C'est un diktat des gargouillis, une addiction au casse-dalle, un truc de pique-assiette pour amoureux des petits fours. Ca vous frappe, comme ça, par surprise et sans vergogne, toujours aux mêmes endroits : baraques à frites, camions à pizza, bars à tapas, salles de réception de ministères, autant dire partout. Pour ne rien arranger, cette maladie est tout aussi difficile en matière de timing, ça dépend de son humeur. Bougonne, elle vous fera du coude entre les repas. Sociable, elle vous titille à l'heure de l'apéro. S'inquiéter dès l'apparition des premiers symptômes car on ne la soigne pas, même si certains lui font bien la guerre, comme la Grande Armée des Diététiciens. Mais s'ils ont fait leurs preuves en désignant le mal, ils sont incapables de le guérir. Aux malades de conjurer le sort en adressant leurs prières à la sainte trinité petit-déjeuner, déjeuner, dîner.
Le mal dont je vous parle, la Grignite, est une maladie des petites faims et des plaisirs coupables. C'est celle là-même qui nous fait les fonds de poches avant de nous abandonner, les abdos-fessiers en berne, le moral à zéro.
Ses victimes sont aujourd'hui nombreuses.

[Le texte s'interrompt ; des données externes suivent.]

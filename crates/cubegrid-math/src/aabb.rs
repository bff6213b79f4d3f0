use glam::Vec3;

/// Axis-aligned box given by its `min` and `max` corners.
///
/// Fields are public and taken as given; [`Aabb3::from_points`] always
/// yields `min <= max` on every axis.
#[derive(Clone, Copy, Debug, PartialEq)]
pub struct Aabb3 {
    pub min: Vec3,
    pub max: Vec3,
}

impl Aabb3 {
    /// Smallest box enclosing every point, or `None` for an empty slice.
    pub fn from_points(points: &[Vec3]) -> Option<Self> {
        let (first, rest) = points.split_first()?;
        let (min, max) = rest
            .iter()
            .fold((*first, *first), |(min, max), p| (min.min(*p), max.max(*p)));
        Some(Self { min, max })
    }

    /// The eight corners, indexed by bit pattern: bit 0 selects max.x,
    /// bit 1 max.y, bit 2 max.z.
    pub fn corners(&self) -> [Vec3; 8] {
        std::array::from_fn(|i| {
            Vec3::new(
                if i & 1 == 0 { self.min.x } else { self.max.x },
                if i & 2 == 0 { self.min.y } else { self.max.y },
                if i & 4 == 0 { self.min.z } else { self.max.z },
            )
        })
    }
}
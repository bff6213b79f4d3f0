//! System set definitions and ordering constraints for each stage.

use bevy_ecs::prelude::*;
use bevy_ecs::schedule::Schedule;

use crate::EngineSchedule;

/// Sets for systems in the Update stage.
#[derive(SystemSet, Debug, Clone, PartialEq, Eq, Hash)]
pub enum UpdateSet {
    /// Resolve cube faces for newly placed grid entities.
    SnapToFace,
    /// Move grid entities along their direction.
    Movement,
}

/// Sets for systems in the PreRender stage.
#[derive(SystemSet, Debug, Clone, PartialEq, Eq, Hash)]
pub enum PreRenderSet {
    /// Fill the debug line buffer.
    DebugDraw,
    /// Hand the buffers to the renderer.
    Submit,
}

/// Configure the ordering constraints for one stage's schedule.
pub fn configure_ordering(stage: EngineSchedule, schedule: &mut Schedule) {
    match stage {
        EngineSchedule::Update => {
            schedule.configure_sets(UpdateSet::SnapToFace.before(UpdateSet::Movement));
        }
        EngineSchedule::PreRender => {
            schedule.configure_sets(PreRenderSet::DebugDraw.before(PreRenderSet::Submit));
        }
        EngineSchedule::PreUpdate | EngineSchedule::PostUpdate => {}
    }
}
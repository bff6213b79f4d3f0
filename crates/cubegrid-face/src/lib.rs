//! Cube grid faces: the six face frames of a cube, nearest-face selection,
//! and the one-shot system that snaps grid entities onto a face.

mod components;
mod cube_face;
mod frames;
mod select;
mod systems;

pub use components::{CubeGridFaces, GridCoordinates, GridDirection, GridLayout, OnCubeFace};
pub use cube_face::CubeFace;
pub use frames::{FaceFrameError, FaceFrames};
pub use select::{FaceHit, nearest_face, snap_to_face};
pub use systems::{register_face_snapping, snap_grid_entities_to_faces};
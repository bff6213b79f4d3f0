//! Configuration error types.

use std::path::PathBuf;

/// Errors raised while loading, saving, or checking `config.ron`.
#[derive(Debug, thiserror::Error)]
pub enum ConfigError {
    #[error("failed to read {}: {source}", path.display())]
    ReadError {
        path: PathBuf,
        #[source]
        source: std::io::Error,
    },

    #[error("failed to write {}: {source}", path.display())]
    WriteError {
        path: PathBuf,
        #[source]
        source: std::io::Error,
    },

    /// The file is not valid RON for [`Config`](crate::Config).
    #[error("failed to parse {}: {source}", path.display())]
    ParseError {
        path: PathBuf,
        #[source]
        source: ron::error::SpannedError,
    },

    #[error("failed to serialize config: {0}")]
    SerializeError(#[source] ron::Error),

    /// A value parsed fine but cannot describe a usable cube grid.
    #[error("invalid config value `{field}`: {reason}")]
    InvalidValue {
        field: &'static str,
        reason: &'static str,
    },
}
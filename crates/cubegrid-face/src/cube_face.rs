//! Face identifiers and the canonical per-face basis.

use glam::Vec3;

/// One face of the cube grid, named after the axis its outward normal
/// points along.
///
/// The discriminant is the byte stored in [`OnCubeFace`](crate::OnCubeFace)
/// and the index into [`FaceFrames`](crate::FaceFrames).
#[derive(Clone, Copy, Debug, PartialEq, Eq, Hash, PartialOrd, Ord)]
#[repr(u8)]
pub enum CubeFace {
    PosX = 0,
    NegX = 1,
    PosY = 2,
    NegY = 3,
    PosZ = 4,
    NegZ = 5,
}

impl CubeFace {
    /// Faces in index order, the order nearest-face scans them.
    pub const ALL: [CubeFace; 6] = [
        CubeFace::PosX,
        CubeFace::NegX,
        CubeFace::PosY,
        CubeFace::NegY,
        CubeFace::PosZ,
        CubeFace::NegZ,
    ];

    #[inline]
    pub fn index(self) -> usize {
        self as usize
    }

    /// The face with the given index, or `None` past 5.
    pub fn from_index(index: usize) -> Option<CubeFace> {
        Self::ALL.get(index).copied()
    }

    /// Local X axis of the face frame: the direction of increasing grid `x`.
    #[inline]
    pub fn tangent(self) -> Vec3 {
        self.basis()[0]
    }

    /// Local Y axis of the face frame: the outward normal.
    #[inline]
    pub fn normal(self) -> Vec3 {
        self.basis()[1]
    }

    /// Local Z axis of the face frame, `tangent × normal`: the direction of
    /// increasing grid `y`.
    #[inline]
    pub fn bitangent(self) -> Vec3 {
        self.basis()[2]
    }

    fn basis(self) -> [Vec3; 3] {
        match self {
            CubeFace::PosX => [Vec3::NEG_Z, Vec3::X, Vec3::NEG_Y],
            CubeFace::NegX => [Vec3::Z, Vec3::NEG_X, Vec3::NEG_Y],
            CubeFace::PosY => [Vec3::X, Vec3::Y, Vec3::Z],
            CubeFace::NegY => [Vec3::X, Vec3::NEG_Y, Vec3::NEG_Z],
            CubeFace::PosZ => [Vec3::X, Vec3::Z, Vec3::NEG_Y],
            CubeFace::NegZ => [Vec3::NEG_X, Vec3::NEG_Z, Vec3::NEG_Y],
        }
    }
}

#[cfg(test)]
mod tests {
    use super::*;

    #[test]
    fn test_index_matches_stored_byte() {
        for (i, face) in CubeFace::ALL.iter().enumerate() {
            assert_eq!(face.index(), i);
            assert_eq!(*face as u8 as usize, i);
            assert_eq!(CubeFace::from_index(i), Some(*face));
        }
        assert_eq!(CubeFace::from_index(6), None);
    }

    #[test]
    fn test_bitangent_completes_right_handed_frame() {
        for face in CubeFace::ALL {
            let expected = face.tangent().cross(face.normal());
            assert_eq!(face.bitangent(), expected, "{face:?}");
            let det = glam::Mat3::from_cols(face.tangent(), face.normal(), face.bitangent())
                .determinant();
            assert_eq!(det, 1.0, "{face:?}");
        }
    }

    #[test]
    fn test_normals_cover_every_axis_direction() {
        let sum: Vec3 = CubeFace::ALL.iter().map(|f| f.normal().abs()).sum();
        assert_eq!(sum, Vec3::splat(2.0));
        for face in CubeFace::ALL {
            assert_eq!(face.tangent().dot(face.normal()), 0.0);
        }
    }
}
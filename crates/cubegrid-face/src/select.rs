//! Nearest-face selection and reprojection into face-local coordinates.

use glam::Vec3;

use crate::{CubeFace, FaceFrames};

/// Result of a nearest-face scan.
#[derive(Clone, Copy, Debug, PartialEq)]
pub struct FaceHit {
    /// The face whose plane is closest.
    pub face: CubeFace,
    /// Absolute distance from the point to that face's plane.
    /// `f32::INFINITY` if no plane distance was finite.
    pub distance: f32,
}

/// Finds the face whose plane is closest to `position`.
///
/// Planes are scanned in face-index order and compared with a strict `<`
/// against a running minimum that starts at `f32::INFINITY`, so the first
/// face wins ties. A non-finite position never beats the sentinel and
/// resolves to [`CubeFace::PosX`].
pub fn nearest_face(position: Vec3, frames: &FaceFrames) -> FaceHit {
    let mut best = FaceHit {
        face: CubeFace::PosX,
        distance: f32::INFINITY,
    };
    for (face, plane) in CubeFace::ALL.iter().zip(frames.planes()) {
        let dist = plane.signed_distance(position).abs();
        if dist < best.distance {
            best = FaceHit {
                face: *face,
                distance: dist,
            };
        }
    }
    best
}

/// Selects the nearest face and returns `position` in that face's local frame.
pub fn snap_to_face(position: Vec3, frames: &FaceFrames) -> (CubeFace, Vec3) {
    let hit = nearest_face(position, frames);
    (hit.face, frames.to_face_local(hit.face, position))
}
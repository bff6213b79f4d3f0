//! Structured logging for the cube grid samples.
//!
//! Console output carries uptime timestamps and module targets; debug builds
//! additionally write JSON lines to a log file. The filter comes from
//! `RUST_LOG` when set, otherwise from the config's `log.level`.

use cubegrid_config::Config;
use std::path::Path;
use tracing_subscriber::{EnvFilter, fmt, layer::SubscriberExt, util::SubscriberInitExt};

/// Filter used when neither `RUST_LOG` nor the config provides one.
pub const DEFAULT_FILTER: &str = "info";

/// Name of the JSON log file written in debug builds.
pub const LOG_FILE_NAME: &str = "cubegrid.log";

/// Initialize the global tracing subscriber.
///
/// * `log_dir` - directory for the JSON log file (debug builds only)
/// * `debug_build` - enables file logging
/// * `config` - supplies `log.level` when `RUST_LOG` is unset
///
/// # Examples
///
/// ```no_run
/// use cubegrid_config::Config;
/// use cubegrid_log::init_logging;
///
/// let config = Config::default();
/// init_logging(Some(std::path::Path::new("./logs")), true, Some(&config));
/// ```
pub fn init_logging(log_dir: Option<&Path>, debug_build: bool, config: Option<&Config>) {
    let env_filter =
        EnvFilter::try_from_default_env().unwrap_or_else(|_| config_env_filter(config));

    let console_layer = fmt::layer()
        .with_target(true)
        .with_thread_ids(false)
        .with_thread_names(true)
        .with_level(true)
        .with_timer(fmt::time::uptime());

    let subscriber = tracing_subscriber::registry()
        .with(env_filter)
        .with(console_layer);

    if debug_build
        && let Some(log_dir) = log_dir
        && std::fs::create_dir_all(log_dir).is_ok()
        && let Ok(log_file) = std::fs::File::create(log_dir.join(LOG_FILE_NAME))
    {
        let file_layer = fmt::layer()
            .with_writer(log_file)
            .with_ansi(false)
            .with_target(true)
            .with_timer(fmt::time::uptime())
            .json();

        subscriber.with(file_layer).init();
        return;
    }

    subscriber.init();
}

/// The filter directive for the given config, falling back to
/// [`DEFAULT_FILTER`] when the configured level is blank.
pub fn filter_directive(config: Option<&Config>) -> String {
    match config {
        Some(config) if !config.log.level.trim().is_empty() => config.log.level.clone(),
        _ => DEFAULT_FILTER.to_string(),
    }
}

/// The filter for the config's `log.level`. A level that does not parse
/// falls back to [`DEFAULT_FILTER`] instead of silently dropping output.
pub fn config_env_filter(config: Option<&Config>) -> EnvFilter {
    let directive = filter_directive(config);
    EnvFilter::try_new(&directive).unwrap_or_else(|err| {
        eprintln!("Invalid log level {directive:?}: {err}, using {DEFAULT_FILTER:?}");
        EnvFilter::new(DEFAULT_FILTER)
    })
}
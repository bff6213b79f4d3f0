use glam::Vec3;

/// A plane in Hessian normal form: `dot(n, p) + d = 0`.
#[derive(Clone, Copy, Debug, PartialEq)]
pub struct Plane {
    /// Plane normal. Distances are in units of its length.
    pub normal: Vec3,
    /// Offset term, `-dot(normal, point_on_plane)`.
    pub d: f32,
}

impl Plane {
    /// Plane through `point` with the given normal.
    pub fn from_normal_point(normal: Vec3, point: Vec3) -> Self {
        Self {
            normal,
            d: -normal.dot(point),
        }
    }

    /// Signed distance from `p` to the plane; positive on the side the
    /// normal points to.
    #[inline]
    pub fn signed_distance(&self, p: Vec3) -> f32 {
        p.dot(self.normal) + self.d
    }
}

#[cfg(test)]
mod tests {
    use super::*;

    #[test]
    fn test_point_on_plane_has_zero_distance() {
        let plane = Plane::from_normal_point(Vec3::Y, Vec3::new(3.0, 2.0, -7.0));
        assert_eq!(plane.signed_distance(Vec3::new(-100.0, 2.0, 50.0)), 0.0);
    }

    #[test]
    fn test_distance_sign_follows_normal() {
        let plane = Plane::from_normal_point(Vec3::X, Vec3::new(1.0, 0.0, 0.0));
        assert_eq!(plane.signed_distance(Vec3::new(4.0, 9.0, 9.0)), 3.0);
        assert_eq!(plane.signed_distance(Vec3::new(-1.0, 0.0, 0.0)), -2.0);
    }

    #[test]
    fn test_d_term() {
        let plane = Plane::from_normal_point(Vec3::NEG_Z, Vec3::new(0.0, 0.0, -2.0));
        assert_eq!(plane.d, -2.0);
    }
}
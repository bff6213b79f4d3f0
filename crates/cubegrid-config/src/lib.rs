//! Configuration for the cube grid samples.
//!
//! Settings persist to disk as RON, support CLI overrides via clap, and
//! deserialize with per-section defaults so older files keep loading.

mod cli;
mod config;
mod error;

pub use cli::CliArgs;
pub use config::{Config, DebugConfig, GridConfig, LogConfig};
pub use error::ConfigError;
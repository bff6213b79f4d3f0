//! Box wireframes from a min/max corner pair.

use cubegrid_math::Aabb3;
use glam::Vec3;

use crate::{LineSink, MeshBounds};

/// A line segment as a pair of endpoints.
pub type LineSegment = (Vec3, Vec3);

/// Corner-index pairs of the 12 box edges, indexing [`Aabb3::corners`].
///
/// Order: the min-z face (two X edges, two Y edges), the max-z face in the
/// same pattern, then the four Z edges.
pub const BOX_EDGES: [(usize, usize); 12] = [
    (0, 1),
    (2, 3),
    (0, 2),
    (1, 3),
    (4, 5),
    (6, 7),
    (4, 6),
    (5, 7),
    (0, 4),
    (1, 5),
    (2, 6),
    (3, 7),
];

/// The 12 edges of the box spanned by `min` and `max`, translated by `offset`.
///
/// The corners are used as given; an inverted pair still yields 12 edges.
pub fn bounding_box_segments(min: Vec3, max: Vec3, offset: Vec3) -> [LineSegment; 12] {
    let corners = Aabb3 { min, max }.corners().map(|corner| corner + offset);
    BOX_EDGES.map(|(a, b)| (corners[a], corners[b]))
}

/// Draws the wireframe of `bounds` at `offset`. Does nothing when the
/// bounds are not loaded.
pub fn draw_bounds(sink: &mut impl LineSink, bounds: &MeshBounds, offset: Vec3, color: [f32; 4]) {
    let Some(blob) = bounds.blob.as_deref() else {
        return;
    };
    for (start, end) in bounding_box_segments(blob.min, blob.max, offset) {
        sink.line(start, end, color);
    }
}
use std::path::PathBuf;
use std::sync::Arc;

use anyhow::Result;
use clap::Parser;
use tokio::sync::Mutex;
use tracing::info;

use deckhand::config::{DeckConfig, EnvStore};
use deckhand::stack::status::ComposeStatusProvider;
use deckhand::stack::ComposeController;
use deckhand::tui::runner::{run_tui, Collaborators};

#[derive(Parser)]
#[command(name = "deckhand", about = "Terminal control plane for docker-compose stacks.")]
struct Cli {
    /// Compose file (overrides .deckhand.yaml)
    #[arg(short, long)]
    file: Option<PathBuf>,

    /// Environment file edited by the wizard (overrides .deckhand.yaml)
    #[arg(long)]
    env_file: Option<PathBuf>,

    /// Project directory (defaults to current)
    #[arg(short, long)]
    dir: Option<PathBuf>,

    /// Status poll interval in seconds (overrides .deckhand.yaml)
    #[arg(long)]
    poll_secs: Option<u64>,
}

#[tokio::main]
async fn main() -> Result<()> {
    tracing_subscriber::fmt()
        .with_env_filter(
            tracing_subscriber::EnvFilter::from_default_env()
                .add_directive("deckhand=info".parse()?),
        )
        .with_writer(std::io::stderr)
        .init();

    let cli = Cli::parse();
    let dir = cli.dir.unwrap_or_else(|| PathBuf::from("."));

    let mut cfg = DeckConfig::load(&dir);
    if let Some(file) = cli.file {
        cfg.compose_file = file;
    }
    if let Some(env_file) = cli.env_file {
        cfg.env_file = env_file;
    }
    if let Some(poll_secs) = cli.poll_secs {
        cfg.poll_secs = poll_secs;
    }

    // Paths are resolved relative to the project directory.
    let compose_file = dir.join(&cfg.compose_file);
    let env_file = dir.join(&cfg.env_file);

    info!(
        "deckhand starting: compose={} env={}",
        compose_file.display(),
        env_file.display()
    );

    let deps = Collaborators {
        controller: Arc::new(ComposeController::new(
            compose_file.clone(),
            Some(dir.clone()),
        )),
        provider: Arc::new(ComposeStatusProvider::new(compose_file, Some(dir))),
        store: Arc::new(Mutex::new(EnvStore::new(env_file.clone()))),
        env_file,
    };

    run_tui(deps, cfg.poll_secs).await
}
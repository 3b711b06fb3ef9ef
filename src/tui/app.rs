//! App — the TEA model.
//!
//! All mutable state lives here, owned by the event loop. `update`
//! receives messages and mutates state; it is the only mutator in the
//! program. Side effects are requested through `pending_*` fields that
//! the runner consumes after each message — update itself never does I/O.
//!
//! The view field is a five-state machine. Every transition is an
//! explicit method responsible for cleanup of the state being left; the
//! central invariant is that the Dashboard never shows operation logs.

use std::collections::BTreeMap;
use std::time::{Duration, Instant};

use crate::stack::status::ContainerStatus;
use crate::stack::ActionKind;

use super::event::{ActionEvent, Msg};
use super::input;
use super::logs::LogRing;
use super::wizard::WizardSession;

/// How long a success note stays on screen.
const SUCCESS_TTL: Duration = Duration::from_secs(4);

/// Which view is active. Exactly one at any instant.
#[derive(Debug, Clone, Copy, PartialEq, Eq)]
pub enum View {
    Dashboard,
    Logs,
    Action,
    Config,
    Wizard,
}

/// The current lifecycle operation. `current` doubles as the tag that
/// identifies which worker's messages are still owned.
#[derive(Debug, Clone, Copy, Default, PartialEq, Eq)]
pub struct ActionState {
    pub current: Option<ActionKind>,
    pub running: bool,
}

/// A transient "it worked" banner with a fixed expiry.
#[derive(Debug, Clone)]
pub struct SuccessNote {
    pub text: String,
    pub expires_at: Instant,
}

impl SuccessNote {
    fn new(text: String) -> Self {
        Self {
            text,
            expires_at: Instant::now() + SUCCESS_TTL,
        }
    }
}

/// The main application state (TEA model).
pub struct App {
    /// Active view.
    pub view: View,
    /// Container statuses, replaced wholesale on each successful poll.
    pub statuses: Vec<ContainerStatus>,
    /// Operation log panel.
    pub logs: LogRing,
    /// Saved log panel content, restored on Dashboard → Logs.
    pub log_buffer: Option<Vec<String>>,
    /// Current lifecycle operation.
    pub action: ActionState,
    /// Loaded configuration pairs (on demand).
    pub config_pairs: BTreeMap<String, String>,
    /// Wizard session. `Some` iff `view == Wizard`.
    pub wizard: Option<WizardSession>,
    /// Transient success banner.
    pub success: Option<SuccessNote>,
    /// A poll tick arrived while an action ran; consumed on completion.
    pub pending_refresh: bool,
    /// Config view: show secret values in the clear.
    pub reveal_secrets: bool,
    /// Whether the app should quit.
    pub should_quit: bool,

    // Viewport state (set by the renderer, used by paging keys).
    pub log_scroll: u16,
    pub log_auto_scroll: bool,
    pub log_viewport: u16,
    pub config_scroll: u16,
    pub config_viewport: u16,

    // Effect requests, consumed by the runner after each message.
    /// Launch an action worker for this kind.
    pub pending_action: Option<ActionKind>,
    /// Launch a one-shot status fetch.
    pub pending_fetch: bool,
    /// Launch a configuration reload.
    pub pending_config_reload: bool,
    /// Persist these pairs, then run the rebuild side effect.
    pub pending_wizard_save: Option<Vec<(String, String)>>,
    /// Wizard open deferred until the in-flight reload lands.
    pub wizard_after_reload: bool,
}

impl App {
    pub fn new() -> Self {
        Self {
            view: View::Dashboard,
            statuses: Vec::new(),
            logs: LogRing::new(),
            log_buffer: None,
            action: ActionState::default(),
            config_pairs: BTreeMap::new(),
            wizard: None,
            success: None,
            pending_refresh: false,
            reveal_secrets: false,
            should_quit: false,
            log_scroll: 0,
            log_auto_scroll: true,
            log_viewport: 20,
            config_scroll: 0,
            config_viewport: 20,
            pending_action: None,
            pending_fetch: false,
            pending_config_reload: false,
            pending_wizard_save: None,
            wizard_after_reload: false,
        }
    }

    /// Handle one message (TEA update). The sole mutator.
    pub fn update(&mut self, msg: Msg) {
        match msg {
            Msg::Input(key) => input::handle_key(self, key),
            Msg::Action { kind, event } => self.handle_action_event(kind, event),
            Msg::PollTick => {
                if self.action.running {
                    // Don't interleave a status query with a live
                    // operation; catch up once it finishes.
                    self.pending_refresh = true;
                } else {
                    self.pending_fetch = true;
                }
            }
            Msg::StatusFetched(statuses) => {
                self.statuses = statuses;
            }
            Msg::StatusFetchFailed(e) => {
                tracing::warn!("status fetch failed: {e}");
                self.push_log(&format!("status: {e}"));
            }
            Msg::ConfigLoaded(pairs) => {
                self.config_pairs = pairs;
                if self.wizard_after_reload {
                    self.wizard_after_reload = false;
                    // The deferred open only lands if the operator is
                    // still waiting on the dashboard.
                    if self.view == View::Dashboard {
                        self.open_wizard();
                    }
                }
            }
            Msg::ConfigLoadFailed(e) => {
                tracing::warn!("config reload failed: {e}");
                self.wizard_after_reload = false;
                self.push_log(&format!("config: {e}"));
            }
        }
    }

    /// Drop expired transients. Called by the runner before each frame.
    pub fn maintain(&mut self, now: Instant) {
        if let Some(ref note) = self.success {
            if note.expires_at <= now {
                self.success = None;
            }
        }
    }

    // ── Action lifecycle ──

    /// Launch a lifecycle operation, or reject it if one is live. The
    /// busy rejection is the concurrency guarantee: nothing is queued.
    pub fn start_action(&mut self, kind: ActionKind) {
        if self.action.running {
            let current = self.action.current.unwrap_or(kind);
            self.push_log(&format!("busy: {current} is already running, {kind} ignored"));
            return;
        }
        self.action = ActionState {
            current: Some(kind),
            running: true,
        };
        self.pending_action = Some(kind);
        self.enter_action();
    }

    fn handle_action_event(&mut self, kind: ActionKind, event: ActionEvent) {
        // Stale-message rule: output from a superseded worker is dropped
        // silently. Correctness never depends on cancelling the worker.
        if self.action.current != Some(kind) {
            return;
        }
        match event {
            ActionEvent::Line(line) => {
                self.push_log(&line);
            }
            ActionEvent::Done => {
                self.push_log(&format!("{kind} complete"));
                self.success = Some(SuccessNote::new(format!("{kind} complete")));
                self.return_to_dashboard();
                self.pending_fetch = true;
                self.pending_refresh = false;
            }
            ActionEvent::Err(e) => {
                self.push_log(&format!("{kind} failed: {e}"));
                tracing::warn!("{kind} failed: {e}");
                self.return_to_dashboard();
                self.pending_fetch = true;
                self.pending_refresh = false;
            }
        }
    }

    // ── View transitions ──

    pub fn enter_logs(&mut self) {
        if let Some(ref buf) = self.log_buffer {
            self.logs.restore(buf.clone());
        }
        self.view = View::Logs;
        self.log_scroll = 0;
        self.log_auto_scroll = true;
    }

    fn enter_action(&mut self) {
        // Fresh stream; the dashboard invariant guarantees the panel is
        // already empty.
        self.view = View::Action;
        self.log_scroll = 0;
        self.log_auto_scroll = true;
    }

    pub fn enter_config(&mut self) {
        self.pending_config_reload = true;
        self.view = View::Config;
        self.config_scroll = 0;
        self.reveal_secrets = false;
    }

    pub fn enter_wizard(&mut self) {
        if self.config_pairs.is_empty() {
            self.wizard_after_reload = true;
            self.pending_config_reload = true;
            return;
        }
        self.open_wizard();
    }

    fn open_wizard(&mut self) {
        self.wizard = Some(WizardSession::new(&self.config_pairs));
        self.view = View::Wizard;
    }

    /// Generic cleanup back to the dashboard. Saves the log panel into
    /// the buffer when leaving Logs/Action, discards any wizard, clears
    /// the action, and empties the panel — the dashboard must never
    /// display operation logs.
    pub fn return_to_dashboard(&mut self) {
        if matches!(self.view, View::Logs | View::Action) {
            self.log_buffer = Some(self.logs.lines().to_vec());
        }
        self.wizard = None;
        self.action = ActionState::default();
        self.logs.clear();
        self.log_scroll = 0;
        self.log_auto_scroll = true;
        self.view = View::Dashboard;
    }

    // ── Wizard save ──

    /// Validate every field from its live input and hand the pair set to
    /// the save worker. The first invalid field aborts the whole save;
    /// nothing reaches the store.
    pub fn save_wizard(&mut self) {
        let Some(ref session) = self.wizard else {
            return;
        };
        if self.action.running {
            if let Some(session) = self.wizard.as_mut() {
                session.error = Some("an operation is already running".into());
            }
            return;
        }
        match session.validate_all() {
            Err((key, e)) => {
                if let Some(session) = self.wizard.as_mut() {
                    session.error = Some(format!("{key}: {e}"));
                }
            }
            Ok(pairs) => {
                self.return_to_dashboard();
                self.action = ActionState {
                    current: Some(ActionKind::WizardSave),
                    running: true,
                };
                self.pending_wizard_save = Some(pairs);
                self.enter_action();
            }
        }
    }

    // ── Log panel ──

    /// Append to the log panel. Appends in Dashboard view are suppressed
    /// entirely (leak prevention).
    pub fn push_log(&mut self, line: &str) {
        if self.view == View::Dashboard {
            return;
        }
        self.logs.push(line);
    }

    // ── Scroll helpers (saturating moves; End re-arms auto-scroll) ──

    pub fn scroll_up(&mut self, lines: u16) {
        match self.view {
            View::Logs | View::Action => {
                self.log_auto_scroll = false;
                self.log_scroll = self.log_scroll.saturating_sub(lines);
            }
            View::Config => {
                self.config_scroll = self.config_scroll.saturating_sub(lines);
            }
            _ => {}
        }
    }

    pub fn scroll_down(&mut self, lines: u16) {
        match self.view {
            View::Logs | View::Action => {
                self.log_auto_scroll = false;
                self.log_scroll = self.log_scroll.saturating_add(lines);
            }
            View::Config => {
                self.config_scroll = self.config_scroll.saturating_add(lines);
            }
            _ => {}
        }
    }

    pub fn scroll_home(&mut self) {
        match self.view {
            View::Logs | View::Action => {
                self.log_auto_scroll = false;
                self.log_scroll = 0;
            }
            View::Config => self.config_scroll = 0,
            _ => {}
        }
    }

    pub fn scroll_end(&mut self) {
        if matches!(self.view, View::Logs | View::Action) {
            self.log_auto_scroll = true;
        }
    }
}

impl Default for App {
    fn default() -> Self {
        Self::new()
    }
}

Elle les aborde en minaudant, leur fait un peu d'oeil, et paf, les voilà plongeant les dents droits devant, la langue en bandoulière, la serviette encore autour du cou. Entre les mains des victimes on trouve parfois un ustensile - couteau, cuillère, fourchette, baguettes - mais pas nécessairement deux, sauf pour les baguettes. C'est bien la preuve que la Grignite se passe des règles habituelles, un peu comme une maladie de la transgression. Est-ce pour autant une maladie d'excès? Non, car la Grignite est pingre, radine comme un patron. Bref, grâce à la Grignite, c'est votre banquier qui va être content.
Chant des sirènes version grande-bouffe, la Grignite fait partie des harmonies urbaines, mais pas que. Rats des villes comme des rats des champs sont vecteurs de la maladie. Huppée, sucrée, salée, casher, halal, la Grignite n'a ni Dieu ni Maître. Elle est un jeu dont les règles sont à inventer, c'est une maladie de la vie (mais la vie, n'est-elle pas, elle aussi, une maladie ?). Bref, avoir la Grignite c'est une manière d'être au monde. C'est pourquoi il faut donner sens à la Grignite. Avoir la Grignite, c'est grignoter au sens large, et donc pas uniquement en dehors des heures des repas. Si on ne prête qu'aux riches, on ne grignote pas dans un grand restaurant. Néanmoins, on pourra grignoter à une petite table. Exemple classique, le bar à tapas. Les Japonais, eux, ont les izakayas, sorte de bars ou de pubs où on piccole pas mal en grignotant très bien. En France, malheureusement, la Grignite est déconsidérée au profit de la Gastronomite. Traditionnellement, la fonction occupée par le pub, le bar à tapas ou l'izakaya est remplie, en France, par le bistrot. Mais aujourd'hui, d'aucuns affirment que le McDo fait tout aussi bien l'affaire. La mondialisation, qui est vachement forte quand même, a quant à elle inventé un mot pour parler de Grignite. Elle appelle ça street food. Et elle n'a pas forcément tort. Si ce n'est qu'elle oublie les Dinosaurus et autres Granolas qui ont, eux aussi, leurs places au Panthéon de la Grignite. A leurs côtés, là-haut, trônent une baguette et du kiri, quelques tranches de serrano, un bout de parmesan et de la brioche au nutella. Près d'eux, nobles, la posture altière, des sandwichs Mark's and Spencer et quelques sardines à l'huile, échappées d'une conserve. Tous et toutes chantent en choeur cette chanson douce comme pour dire oui, amis, le Panthéon de la Grignite est grand!